The HHS Office of Inspector General has issued an advisory opinion rejecting a proposed joint venture between a group of surgeons and an entity that supplies those same surgeons with intraoperative neuromonitoring services, claiming the partnership would violate federal anti-kickback laws.
IONM services are used to monitor a patient's neurological function during surgeries in hospitals or ASCs. Professional services are provided by a neurologist who constantly monitors the tests's results.
An IONM supplier who contracts with ASCs and hospitals requested the advisory opinion, informing the OIG of plans to assist physicians at facilities where IONM is used to form and operate an entity, Newco, that would perform IONM services. The entity would be owned by the same physicians.
The OIG determined physicians would be at a risk of fraud because they could stand to profit by referring IONM services to their patients.

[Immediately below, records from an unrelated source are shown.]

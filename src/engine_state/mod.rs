//! # Engine State Module
//!
//! The engine side of the game: it turns processed input into player actions, moves
//! the camera, runs one gameplay tick per frame and forwards the results to the
//! presenter.
//!
//! ## Key Components
//!
//! * `EngineState` - The main state container for the engine
//! * `camera_state` - First-person camera and the look ray
//! * `voxels` - Grid index, block registry and world generation
//! * `interaction` - Ray queries and the breaking state machine
//! * `inventory` - Collected blocks and slot selection
//! * `animation` - Cosmetic swing and fade records
//! * `session` - The gameplay core advanced once per tick
//! * `presentation` - Presenter trait, textures and instance mirror
//!
//! ## Architecture
//!
//! Everything below `session` is plain data and logic with no window or GPU in sight,
//! so it is driven directly by the tests. `EngineState` is the thin adapter that owns
//! the camera and presenter and feeds the session from input.

use log::{debug, info, trace};
use web_time::{Duration, Instant};
use winit::{event::MouseButton, keyboard::KeyCode};

use camera_state::CameraState;
use presentation::{assets::AssetCatalog, Presenter, SceneMirror};
use session::{GameSession, HudSnapshot, TickInput};

use crate::{application_state::input_state::ProcessedInputState, config::GameConfig};

pub mod animation;
pub mod camera_state;
pub mod interaction;
pub mod inventory;
pub mod presentation;
pub mod session;
pub mod voxels;

/// Digit keys in slot order.
const SLOT_KEYS: [KeyCode; 9] = [
    KeyCode::Digit1,
    KeyCode::Digit2,
    KeyCode::Digit3,
    KeyCode::Digit4,
    KeyCode::Digit5,
    KeyCode::Digit6,
    KeyCode::Digit7,
    KeyCode::Digit8,
    KeyCode::Digit9,
];

/// Flags carried between frames
#[derive(Default)]
pub struct EngineFlags {
    /// Whether the pointer is locked to the game
    pub view_locked: bool,
    /// Whether the current left-button press started while locked
    pub break_armed: bool,
}

/// The main state container for the game engine
///
/// This struct owns the camera, the gameplay session and the presenter and moves
/// data between them once per frame.
pub struct EngineState {
    /// Camera state managing position, orientation and movement
    pub camera_state: CameraState,
    /// Current player actions derived from input
    pub player_actions: PlayerAction,
    /// The gameplay core
    pub session: GameSession,
    /// Mirror of the world for drawing
    pub presenter: SceneMirror,
    flags: EngineFlags,
}

impl EngineState {
    /// Creates a new engine state and generates the world
    ///
    /// # Arguments
    ///
    /// * `config` - Game tunables
    ///
    /// # Returns
    ///
    /// A fully initialized `EngineState` instance
    pub fn new(config: &GameConfig) -> Self {
        let assets = AssetCatalog::load(&config.asset_dir);
        Self::with_assets(config, assets)
    }

    /// Creates a new engine state drawing with the given textures
    pub fn with_assets(config: &GameConfig, assets: AssetCatalog) -> Self {
        let mut session = GameSession::new(config);
        let mut presenter = SceneMirror::new(assets);
        presenter.apply_events(session.drain_events());

        Self {
            camera_state: CameraState::new(config),
            player_actions: PlayerAction::default(),
            session,
            presenter,
            flags: EngineFlags::default(),
        }
    }

    /// Whether the pointer is locked to the game
    pub fn is_view_locked(&self) -> bool {
        self.flags.view_locked
    }

    /// Records the outcome of a pointer lock change
    ///
    /// # Arguments
    ///
    /// * `locked` - Whether the pointer is now locked
    pub fn set_view_locked(&mut self, locked: bool) {
        if self.flags.view_locked != locked {
            info!("View {}", if locked { "locked" } else { "unlocked" });
        }
        self.flags.view_locked = locked;
        if !locked {
            self.flags.break_armed = false;
            self.camera_state.halt();
        }
    }

    /// Instance buffer contents for an external renderer
    ///
    /// Nothing in this crate draws them; the window only shows the HUD in its title.
    /// Returns `None` when no instance changed since the last call.
    pub fn prepare_instance_upload(&mut self) -> Option<Vec<u8>> {
        let bytes = self.presenter.take_instance_upload()?;
        trace!(
            "Instance upload: {} bytes, hand at {:.2} rad",
            bytes.len(),
            self.presenter.hand_rotation()
        );
        Some(bytes)
    }

    /// Window title showing the HUD: inventory, selected slot and breaking progress
    pub fn hud_title(&self) -> String {
        hud_title(&self.session.hud())
    }

    /// Moves the camera and runs one gameplay tick
    ///
    /// # Arguments
    ///
    /// * `wait_duration` - The time elapsed since the last frame
    pub fn process_input(&mut self, wait_duration: Duration) {
        self.process_input_at(wait_duration, Instant::now());
    }

    /// Same as [`EngineState::process_input`] with an explicit frame time
    pub fn process_input_at(&mut self, wait_duration: Duration, now: Instant) {
        if let Some(slot) = self.player_actions.select_slot {
            debug!("Selected slot {}", slot + 1);
            self.session.select_slot(slot);
        }

        if self.flags.view_locked {
            self.camera_state.intake_actions(&self.player_actions);
            self.camera_state.update(wait_duration);
        }

        let input = TickInput {
            break_held: self.player_actions.break_held,
            place_fired: self.player_actions.place_fired,
            view_locked: self.flags.view_locked,
            look_ray: self.camera_state.look_ray(),
            now,
        };
        let report = self.session.tick(&input);

        self.presenter.apply_events(self.session.drain_events());
        self.presenter
            .present_frame(&report.animation, &self.session.hud());

        // one-shot actions are spent
        self.player_actions.place_fired = false;
        self.player_actions.select_slot = None;
    }

    /// Sets the input commands for the engine state.
    ///
    /// # Arguments
    /// * `input` - The processed input state to use for setting commands
    pub fn set_input_commands(&mut self, input: ProcessedInputState) {
        let player_action = self.translate_processed_input(input);
        self.player_actions = player_action;
    }

    /// Translates the processed input state into player actions.
    ///
    /// # Arguments
    /// * `input` - The processed input state to translate
    ///
    /// # Returns
    /// A PlayerAction struct with the appropriate actions set
    fn translate_processed_input(&mut self, input: ProcessedInputState) -> PlayerAction {
        let mut player_action = PlayerAction::default();

        let active = |a: KeyCode, b: KeyCode| {
            input.get_key_state(a).is_active() || input.get_key_state(b).is_active()
        };
        player_action.move_forward = active(KeyCode::KeyW, KeyCode::ArrowUp);
        player_action.move_backward = active(KeyCode::KeyS, KeyCode::ArrowDown);
        player_action.move_left = active(KeyCode::KeyA, KeyCode::ArrowLeft);
        player_action.move_right = active(KeyCode::KeyD, KeyCode::ArrowRight);

        if self.flags.view_locked {
            player_action.rotate_view = input.get_mouse_delta();
        }

        player_action.select_slot = SLOT_KEYS
            .iter()
            .position(|key| input.get_key_state(*key).is_just_pressed());

        let left = input.get_mouse_button_state(MouseButton::Left);
        let right = input.get_mouse_button_state(MouseButton::Right);

        if !self.flags.view_locked {
            // a click while unlocked only asks for the lock
            player_action.request_lock = left.is_just_pressed() || right.is_just_pressed();
        } else {
            if left.is_just_pressed() {
                self.flags.break_armed = true;
            }
            player_action.place_fired = right.is_just_pressed();
            player_action.release_lock = input.get_key_state(KeyCode::Escape).is_just_pressed();
        }
        if !left.is_active() {
            self.flags.break_armed = false;
        }
        player_action.break_held = self.flags.break_armed;

        player_action
    }
}

/// Formats a HUD snapshot as a single line.
fn hud_title(hud: &HudSnapshot) -> String {
    let mut title = String::from("Voxel Miner |");
    if hud.inventory.is_empty() {
        title.push_str(" empty");
    }
    for (slot, item) in hud.inventory.iter().enumerate() {
        if slot == hud.selected_slot {
            title.push_str(&format!(" [{}: {} x{}]", slot + 1, item.kind, item.count));
        } else {
            title.push_str(&format!(" {}: {} x{}", slot + 1, item.kind, item.count));
        }
    }
    if let Some(selection) = &hud.selection {
        title.push_str(&format!(
            " | {} {:.0}%",
            selection.kind,
            selection.progress_ratio * 100.0
        ));
    }
    title
}

/// Represents player actions derived from input
///
/// This struct contains flags for the actions a frame of input can trigger:
/// movement, view rotation, breaking, placing, slot selection and pointer lock.
#[derive(Default, Debug, Clone, PartialEq)]
pub struct PlayerAction {
    /// Movement actions - true if key is pressed or held
    move_forward: bool,
    move_backward: bool,
    move_left: bool,
    move_right: bool,

    /// View rotation - Some if the mouse moved while locked
    rotate_view: Option<(f64, f64)>,

    /// Break action held, only when the press started while locked
    break_held: bool,

    /// Actions that should only trigger on press, not hold
    place_fired: bool,
    select_slot: Option<usize>,
    /// Pointer lock requests for the window
    pub request_lock: bool,
    /// Pointer release request for the window
    pub release_lock: bool,
}

#[cfg(test)]
mod tests {
    use super::*;
    use crate::engine_state::{
        inventory::InventoryItem,
        voxels::{
            block::block_type::BlockKind,
            grid::{CellCoord, Layer},
        },
    };
    use std::collections::HashMap;

    use crate::application_state::input_state::RawInputState;

    fn config() -> GameConfig {
        GameConfig {
            seed: Some(3),
            initial_block_count: 0,
            ..GameConfig::default()
        }
    }

    fn engine() -> EngineState {
        EngineState::with_assets(&config(), AssetCatalog::fallback_only())
    }

    fn input(
        keys: &[(KeyCode, RawInputState)],
        buttons: &[(MouseButton, RawInputState)],
    ) -> ProcessedInputState {
        ProcessedInputState {
            keyboard_states: keys.iter().copied().collect::<HashMap<_, _>>(),
            mouse_button_states: buttons.iter().copied().collect::<HashMap<_, _>>(),
            mouse_delta: None,
        }
    }

    #[test]
    fn click_while_unlocked_only_requests_lock() {
        let mut engine = engine();
        engine.set_input_commands(input(&[], &[(MouseButton::Left, RawInputState::Pressed)]));
        assert!(engine.player_actions.request_lock);
        assert!(!engine.player_actions.break_held);

        engine.set_view_locked(true);
        engine.set_input_commands(input(&[], &[(MouseButton::Left, RawInputState::Held)]));
        assert!(!engine.player_actions.break_held);

        engine.set_input_commands(input(&[], &[(MouseButton::Left, RawInputState::Released)]));
        engine.set_input_commands(input(&[], &[(MouseButton::Left, RawInputState::Pressed)]));
        assert!(engine.player_actions.break_held);
    }

    #[test]
    fn escape_requests_release() {
        let mut engine = engine();
        engine.set_view_locked(true);
        engine.set_input_commands(input(&[(KeyCode::Escape, RawInputState::Pressed)], &[]));
        assert!(engine.player_actions.release_lock);
    }

    #[test]
    fn digit_keys_select_slots() {
        let mut engine = engine();
        engine.set_input_commands(input(&[(KeyCode::Digit3, RawInputState::Pressed)], &[]));
        engine.process_input(Duration::from_millis(16));
        assert_eq!(engine.session.inventory().selected_slot(), 2);
    }

    #[test]
    fn instance_upload_follows_world_changes() {
        let mut engine = engine();
        engine.prepare_instance_upload();
        assert!(engine.prepare_instance_upload().is_none());

        engine
            .session
            .world_mut()
            .insert_block(CellCoord::new(5, Layer::GROUND, 5), BlockKind::Stone)
            .unwrap();
        engine.process_input(Duration::from_millis(16));
        let bytes = engine.prepare_instance_upload().unwrap();
        assert_eq!(bytes.len(), 32);

        engine.process_input(Duration::from_millis(16));
        assert!(engine.prepare_instance_upload().is_none());
    }

    #[test]
    fn hud_title_marks_selected_slot() {
        let hud = HudSnapshot {
            inventory: vec![
                InventoryItem {
                    kind: BlockKind::Wood,
                    count: 2,
                },
                InventoryItem {
                    kind: BlockKind::Iron,
                    count: 1,
                },
            ],
            selected_slot: 1,
            selection: None,
        };
        assert_eq!(hud_title(&hud), "Voxel Miner | 1: wood x2 [2: iron x1]");
    }
}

"The proposed arrangement would implicate the federal anti-kickback statute. It would involve several forms of remuneration … and returns on investment interests in Newco to the surgeon owners. These streams of remuneration could induce the Surgeon Owners to make referrals of IONM services for which payment could be made by a federal health care program. For the reasons set forth below, we conclude that the risk of fraud and abuse presented by the proposed arrangement is not sufficiently low under the federal anti-kickback statute for OIG to issue a favorable advisory opinion," the OIG wrote in its decision, published Aug. 18.